We have reported previously that the phosphoenolpyruvate:mannose phosphotransferase system (mannose PTS) of Streptococcus salivarius, consisting of an Enzyme II mannose (EIIman) and two forms of Enzyme III mannose (IIIman) with Mr values of 38,900 and 35,200, respectively, concomitantly transports and phosphorylates mannose, as well as glucose and fructose. In this paper, we report the presence, in S. salivarius, of alternative specific fructose and glucose PTSs encoded by inducible and cryptic genes, respectively. Protein phosphorylation experiments conducted with [32P]phosphoenolpyruvate have allowed us to identify by SDS-PAGE and autoradiography the EII fructose (EIIfru) (Mr 57,500) and the EII glucose (EIIglc) (Mr 58,700). No proteins corresponding to IIIfru or IIIglc could be detected. EIIfru phosphorylated fructose on the C-1 position rather than, as with the constitutive mannose PTS, on the C-6 position. Growth on fructose resulted in the induction of EIIfru as well as an increase of 1-phosphofructokinase activity. Nevertheless, the genes encoding these proteins were independently regulated.
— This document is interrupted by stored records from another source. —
// SPDX-License-Identifier: AGPL-3.0-or-later
//
// Copyright (C) 2026 Relational Network

//! Axum extractor for authenticated callers.
//!
//! ```rust,ignore
//! async fn my_handler(Auth(user): Auth) -> impl IntoResponse {
//!     // user is AuthenticatedUser
//! }
//! ```

use axum::{
    extract::FromRequestParts,
    http::{header::AUTHORIZATION, request::Parts, HeaderMap},
};
use tracing::warn;

use super::{AuthError, AuthenticatedUser, TokenError, TokenIssuer};
use crate::state::AppState;

/// Pull the raw token out of the `Authorization` header.
///
/// A `Bearer ` prefix is stripped when present; otherwise the whole header
/// value is taken as the token. An absent header or an empty token is
/// [`AuthError::MissingAuthHeader`].
pub fn bearer_token(headers: &HeaderMap) -> Result<&str, AuthError> {
    let value = headers
        .get(AUTHORIZATION)
        .ok_or(AuthError::MissingAuthHeader)?
        .to_str()
        .map_err(|_| AuthError::InvalidAuthHeader)?;

    let token = value.strip_prefix("Bearer ").unwrap_or(value).trim();
    if token.is_empty() {
        return Err(AuthError::MissingAuthHeader);
    }
    Ok(token)
}

/// Extractor for authenticated callers.
///
/// Validates the bearer token against the Auth0 issuer configuration and
/// yields the caller's identity. Used by the GraphQL endpoint, where `sub` is
/// the actor recorded in audit events.
pub struct Auth(pub AuthenticatedUser);

impl FromRequestParts<AppState> for Auth {
    type Rejection = AuthError;

    async fn from_request_parts(parts: &mut Parts, state: &AppState) -> Result<Self, Self::Rejection> {
        // First check if an outer layer already authenticated the request
        if let Some(user) = parts.extensions.get::<AuthenticatedUser>().cloned() {
            return Ok(Auth(user));
        }

        let token = bearer_token(&parts.headers)?;

        let claims = match state.validator.authenticate(token, TokenIssuer::Auth0).await {
            Ok(Some(claims)) => claims,
            Ok(None) => return Err(AuthError::InvalidToken),
            Err(TokenError::MissingToken) => return Err(AuthError::MissingAuthHeader),
            Err(e) => {
                warn!(error = %e, "unexpected token validation error");
                return Err(AuthError::InvalidToken);
            }
        };

        let user = AuthenticatedUser::from_claims(claims).ok_or(AuthError::InvalidToken)?;
        parts.extensions.insert(user.clone());

        Ok(Auth(user))
    }
}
Studies carried out with spontaneous mutants lacking the low-molecular-mass form of IIIman (mutants A37, G29 and B31) showed that EIIfru was expressed in glucose-grown cells of strains G29 and B31, but not in strain A37, whereas the cryptic gene encoding EIIglc was activated in all three mutant strains. The results obtained with the mutants suggest that the three spontaneous mutants were not all mutated on the gene encoding IIIman although all of them lacked IIIman.